Consider all the light that emanates still from their darkest days. As Bradford wrote of those stark but auspicious beginnings, “One small candle may light a thousand, so the light here kindled hath shone unto many…”
I was thrilled to have the chance to meet and talk with Melissa at the recent Inspirelle evening in Paris. She is beyond inspiring and just glows! So looking forward to reading her book over the holidays. Thanks Melissa!
Hello Melissa! So happy that I linked over hear to read your beautiful, inspiring article. My mother and I were just discussing yesterday how so many times all that is needed for peace and joy is a slight shift of focus, you have articulated it here so beautifully. Truth is out there and truth is beautiful and healing, if we can hold onto that perspective of things, of being grateful for what we have, for what we have had, then gratitude and happiness really can conquer all. I believe it, now just to always remember and keep implementing that sometimes elusive, flickering focus. Thank you, dear soul sister.
I have always loved the concept of perspective. Mortality has a way of teaching us in ways we could rarely comprehend on our own. I love the analogy of light and of focusing on that light. So grateful to KNOW that the Light and Life of this world loves us in divine ways, that He descended below all things, and that His ultimate goal for us is JOY found by becoming like Him and Choosing to follow Him and to receive immortality and Eternal life.

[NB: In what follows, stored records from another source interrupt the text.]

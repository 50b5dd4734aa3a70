// Migration tool - pedantic lints relaxed for CLI ergonomics
#![allow(clippy::pedantic)]

//! # Player Data Migration Tool
//!
//! `playerdata-migrate` is a CLI tool and library for moving legacy Minecraft
//! server player data into MongoDB, where a server plugin reads it back.
//!
//! ## Migrators
//!
//! | Migrator | Source | Destination |
//! |----------|--------|-------------|
//! | `userdata` | Permission `users.yml` per world, economy userdata files | `users` |
//! | `enderchest` | `EnderItems` of `<uuid>.dat` player files | `banks` |
//!
//! ## Quick Start
//!
//! ```bash
//! # List migrators
//! playerdata-migrate --list-migrators
//!
//! # Run one, answering the questions interactively
//! playerdata-migrate --migrator enderchest
//!
//! # Decode and map everything without writing
//! playerdata-migrate -m enderchest --dry-run --yes
//! ```
//!
//! ## Configuration Example
//!
//! ```yaml
//! item_table:
//!   url: http://minecraft-ids.grahamedgecombe.com/items.json
//!   timeout_secs: 30
//!
//! options:
//!   progress_interval: 100
//!
//! answers:
//!   enderchest:
//!     playerData: /srv/minecraft/world/playerdata
//!     dbHost: mongo.internal
//! ```

#![warn(missing_docs)]

pub mod config;
pub mod error;
pub mod mapper;
pub mod migrators;
pub mod nbt;
pub mod pipeline;
pub mod prompt;
pub mod registry;
pub mod resolver;
pub mod store;
pub mod writer;

pub use config::{ConnectionSettings, MigrationConfig, MigrationOptions};
pub use error::{Error, Result};
pub use mapper::{ItemMapper, ItemMeta, ItemRecord, MappingError};
pub use nbt::{DecodeError, Tag};
pub use pipeline::MigrationStats;
pub use prompt::{AcceptDefaults, Answers, Asker, Prompter, Question, TerminalPrompter};
pub use registry::{MigrationContext, Migrator, MigratorRegistry};
pub use resolver::{ItemResolver, ItemTable};
pub use store::{DocumentStore, MemoryStore, MongoStore};
pub use writer::{BankRecord, RecordWriter, UserRecord};
//! Legacy numeric enchantment ids.
//!
//! The server API only registers enchantments once the game is running, so
//! the names are pinned here.

/// Key used for enchantment ids missing from [`ENCHANTMENTS`].
pub const UNKNOWN_ENCHANTMENT_KEY: &str = "null";

/// `(id, name)`, sorted by id.
static ENCHANTMENTS: &[(i32, &str)] = &[
    (0, "PROTECTION_ENVIRONMENTAL"),
    (1, "PROTECTION_FIRE"),
    (2, "PROTECTION_FALL"),
    (3, "PROTECTION_EXPLOSIONS"),
    (4, "PROTECTION_PROJECTILE"),
    (5, "OXYGEN"),
    (6, "WATER_WORKER"),
    (7, "THORNS"),
    (8, "DEPTH_STRIDER"),
    (16, "DAMAGE_ALL"),
    (17, "DAMAGE_UNDEAD"),
    (18, "DAMAGE_ARTHROPODS"),
    (19, "KNOCKBACK"),
    (20, "FIRE_ASPECT"),
    (21, "LOOT_BONUS_MOBS"),
    (32, "DIG_SPEED"),
    (33, "SILK_TOUCH"),
    (34, "DURABILITY"),
    (35, "LOOT_BONUS_BLOCKS"),
    (48, "ARROW_DAMAGE"),
    (49, "ARROW_KNOCKBACK"),
    (50, "ARROW_FIRE"),
    (51, "ARROW_INFINITE"),
    (61, "LUCK"),
    (62, "LURE"),
];

/// Looks up the canonical name of a legacy enchantment id.
#[must_use]
pub fn enchantment_name(id: i32) -> Option<&'static str> {
    ENCHANTMENTS
        .binary_search_by_key(&id, |&(k, _)| k)
        .ok()
        .map(|i| ENCHANTMENTS[i].1)
}
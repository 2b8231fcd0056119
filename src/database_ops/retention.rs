//! Retention sweeps over the price-history collection.
//!
//! Three deliberately distinct knobs:
//! - point pruning (65d) bounds ledger size for products that stay live
//! - whole-product deletion (16d) reclaims catalog entries that went silent
//! - variant pruning (30d) drops discontinued variants from live products
//!
//! Sweeps stream the collection with a cursor and never load it whole; the
//! deletion sweep flushes unordered batches so one bad batch cannot block
//! the rest.

use anyhow::Result;
use chrono::{DateTime, Duration, Utc};
use futures::StreamExt;
use tracing::{info, warn};

use crate::database_ops::db::Db;
use crate::database_ops::products::{basis_timestamp, VariantDoc};

/// Individual points older than this are pruned while the product stays live.
pub const PRUNE_POINT_DAYS: i64 = 65;
/// A product with no point at all inside this horizon is deleted wholesale.
pub const SILENT_PRODUCT_DAYS: i64 = 16;
/// Variants whose every point is older than this are dropped.
pub const STALE_VARIANT_DAYS: i64 = 30;

#[derive(Debug, Clone)]
pub struct SweepConfig {
    pub batch_size: usize,
    pub progress_every: usize,
}

impl Default for SweepConfig {
    fn default() -> Self {
        Self {
            batch_size: 500,
            progress_every: 1000,
        }
    }
}

// ---------------------------------------------------------------------------
// Pure helpers (also exercised by the ingest-side planner tests)

/// Drop every ledger point whose basis timestamp is older than `cutoff`.
/// Undated points are kept (conservative: keep on ambiguity). Returns the
/// number of removed points.
pub fn drop_points_older_than(variants: &mut [VariantDoc], cutoff: DateTime<Utc>) -> usize {
    let mut removed = 0usize;
    for variant in variants.iter_mut() {
        let before = variant.pd.len();
        variant.pd.retain(|day_key, point| {
            match basis_timestamp(day_key, point) {
                Some(basis) => basis >= cutoff,
                None => true,
            }
        });
        removed += before - variant.pd.len();
    }
    removed
}

/// True iff any variant has any point with basis timestamp >= `threshold`.
pub fn has_recent_point(variants: &[VariantDoc], threshold: DateTime<Utc>) -> bool {
    variants.iter().any(|variant| {
        variant
            .pd
            .iter()
            .any(|(day_key, point)| match basis_timestamp(day_key, point) {
                Some(basis) => basis >= threshold,
                None => false,
            })
    })
}

// ---------------------------------------------------------------------------
// Sweeps

#[derive(Debug, Default)]
pub struct PointPruneSummary {
    pub scanned: usize,
    pub updated: usize,
    pub removed_points: usize,
}

/// Short sweep: prune individual stale points across every variant of every
/// product. Documents are rewritten only when something was removed.
pub async fn prune_old_points(
    db: &Db,
    threshold_days: i64,
    cfg: &SweepConfig,
) -> Result<PointPruneSummary> {
    let cutoff = Utc::now() - Duration::days(threshold_days);
    info!(%cutoff, threshold_days, "point prune sweep starting");

    let mut summary = PointPruneSummary::default();
    let mut stream = db.stream_ledgers();
    while let Some(row) = stream.next().await {
        let mut row = row?;
        summary.scanned += 1;

        let removed = drop_points_older_than(&mut row.variants, cutoff);
        if removed > 0 {
            db.replace_sku_info(&row.id, &row.variants).await?;
            summary.updated += 1;
            summary.removed_points += removed;
        }

        if cfg.progress_every > 0 && summary.scanned % cfg.progress_every == 0 {
            info!(
                scanned = summary.scanned,
                updated = summary.updated,
                removed = summary.removed_points,
                "point prune progress"
            );
        }
    }

    info!(
        scanned = summary.scanned,
        updated = summary.updated,
        removed = summary.removed_points,
        "point prune sweep done"
    );
    Ok(summary)
}

#[derive(Debug, Default)]
pub struct ProductDeleteSummary {
    pub total: usize,
    pub deleted: u64,
    pub kept: usize,
    pub failed_batches: usize,
    /// First few deleted ids, for the run log.
    pub sample_deleted_ids: Vec<String>,
}

/// Strict sweep: delete every product that has gone completely silent — no
/// point at all within the horizon, across all variants.
pub async fn delete_silent_products(
    db: &Db,
    threshold_days: i64,
    cfg: &SweepConfig,
) -> Result<ProductDeleteSummary> {
    let threshold = Utc::now() - Duration::days(threshold_days);
    info!(%threshold, threshold_days, "silent-product sweep starting");

    let mut summary = ProductDeleteSummary::default();
    let mut pending: Vec<String> = Vec::new();

    {
        let mut stream = db.stream_ledgers();
        while let Some(row) = stream.next().await {
            let row = row?;
            summary.total += 1;

            if has_recent_point(&row.variants, threshold) {
                summary.kept += 1;
            } else {
                if summary.sample_deleted_ids.len() < 10 {
                    summary.sample_deleted_ids.push(row.id.clone());
                }
                pending.push(row.id);
            }

            if cfg.progress_every > 0 && summary.total % cfg.progress_every == 0 {
                info!(
                    scanned = summary.total,
                    pending_delete = pending.len() as u64 + summary.deleted,
                    kept = summary.kept,
                    "silent-product progress"
                );
            }

            if pending.len() >= cfg.batch_size {
                let batch = std::mem::take(&mut pending);
                let (deleted, failed) = db.delete_products_batched(&batch, cfg.batch_size).await;
                summary.deleted += deleted;
                summary.failed_batches += failed;
            }
        }
    }

    if !pending.is_empty() {
        let (deleted, failed) = db.delete_products_batched(&pending, cfg.batch_size).await;
        summary.deleted += deleted;
        summary.failed_batches += failed;
    }

    if summary.deleted == 0 {
        info!("no deletion candidates; every product has a recent point");
    }
    if summary.failed_batches > 0 {
        warn!(failed_batches = summary.failed_batches, "some delete batches failed");
    }
    info!(
        total = summary.total,
        deleted = summary.deleted,
        kept = summary.kept,
        sample = ?summary.sample_deleted_ids,
        "silent-product sweep done"
    );
    Ok(summary)
}

/// Variant-granular sweep, filtered server-side: keep only variants that
/// still own at least one point collected within the horizon. Runs as one
/// aggregation-style statement over the whole collection.
pub async fn prune_stale_variants(db: &Db, threshold_days: i64) -> Result<u64> {
    let cutoff = Utc::now() - Duration::days(threshold_days);
    info!(%cutoff, threshold_days, "stale-variant sweep starting");

    let res = sqlx::query(
        "UPDATE product_details SET sku_info = (
            SELECT COALESCE(jsonb_agg(v ORDER BY ord), '[]'::jsonb)
            FROM jsonb_array_elements(COALESCE(sku_info, '[]'::jsonb))
                 WITH ORDINALITY AS elems(v, ord)
            WHERE EXISTS (
                SELECT 1 FROM jsonb_each(COALESCE(v->'pd', '{}'::jsonb)) AS pp(day, point)
                WHERE (point->>'t') IS NOT NULL
                  AND (point->>'t')::timestamptz >= $1
            )
        ), updated_at = now()",
    )
    .persistent(false)
    .bind(cutoff)
    .execute(&db.pool)
    .await?;

    info!(matched = res.rows_affected(), "stale-variant sweep done");
    Ok(res.rows_affected())
}

#[cfg(test)]
mod tests {
    use super::*;
    use crate::database_ops::products::RawPricePoint;
    use serde_json::json;
    use std::collections::BTreeMap;

    fn variant_with_days(days: &[&str]) -> VariantDoc {
        let pd: BTreeMap<String, RawPricePoint> = days
            .iter()
            .map(|d| {
                (
                    d.to_string(),
                    RawPricePoint {
                        s: Some(json!(100)),
                        p: None,
                        t: None,
                    },
                )
            })
            .collect();
        VariantDoc {
            sid: "1".into(),
            c: "black".into(),
            sp: String::new(),
            sp_key: String::new(),
            link: None,
            cur: "KRW".into(),
            pd,
        }
    }

    fn day_n_days_ago(n: i64) -> String {
        crate::util::time::day_key(Utc::now() - Duration::days(n))
    }

    #[test]
    fn prunes_66_day_points_keeps_64_day_points() {
        let old = day_n_days_ago(66);
        let recent = day_n_days_ago(64);
        let mut variants = vec![variant_with_days(&[old.as_str(), recent.as_str()])];

        let cutoff = Utc::now() - Duration::days(PRUNE_POINT_DAYS);
        let removed = drop_points_older_than(&mut variants, cutoff);
        assert_eq!(removed, 1);
        assert!(variants[0].pd.contains_key(recent.as_str()));
        assert!(!variants[0].pd.contains_key(old.as_str()));
    }

    #[test]
    fn undated_points_survive_pruning() {
        let mut variant = variant_with_days(&[]);
        variant
            .pd
            .insert("legacy-slot".into(), RawPricePoint::default());
        let mut variants = vec![variant];

        let cutoff = Utc::now() - Duration::days(PRUNE_POINT_DAYS);
        assert_eq!(drop_points_older_than(&mut variants, cutoff), 0);
        assert_eq!(variants[0].pd.len(), 1);
    }

    #[test]
    fn silent_product_detection() {
        let threshold = Utc::now() - Duration::days(SILENT_PRODUCT_DAYS);

        let silent = vec![variant_with_days(&[day_n_days_ago(30).as_str()])];
        assert!(!has_recent_point(&silent, threshold));

        let live = vec![
            variant_with_days(&[day_n_days_ago(30).as_str()]),
            variant_with_days(&[day_n_days_ago(3).as_str()]),
        ];
        assert!(has_recent_point(&live, threshold));
    }

    #[test]
    fn undated_points_do_not_count_as_recent() {
        let mut variant = variant_with_days(&[]);
        variant
            .pd
            .insert("legacy-slot".into(), RawPricePoint::default());
        let threshold = Utc::now() - Duration::days(SILENT_PRODUCT_DAYS);
        assert!(!has_recent_point(&[variant], threshold));
    }
}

Parker is among many cheering for your family to one day experience that sweet day of reunion “in Heaven’s spring.” And so are we!
Beautiful but also very real. And helpful. Such a long process but gratitude sure does help. Thank you and a happy Thanksgiving to all.
Wow. Let me take a second to wipe away my tears. Melissa is a very lucky woman to have “seen the light” albeit following such a tragedy. Her words should be a lesson for us all as we sit down at the Thanksgiving table. I always found it difficult to explain to the frenchies at my thanksgiving table the true meaning of “gratitude”. Hard to translate with just one word. I think this year I will use Melissa’s story to illustrate the true meaning of this holiday. Thank you for sharing such a powerful message.
Absolutely beautiful. Thank you for sharing your heart with us all.
Thank you, this is excellent. Thank you for letting your intimate thoughts be motivating for so many others. Thankfulness truly brings happiness to the mundane, peace to the fear, light to the depression, and joy to the anguish. It’s so simple! “Choose to focus,” I like it. Thank you. Happy Thanksgiving to you and yours.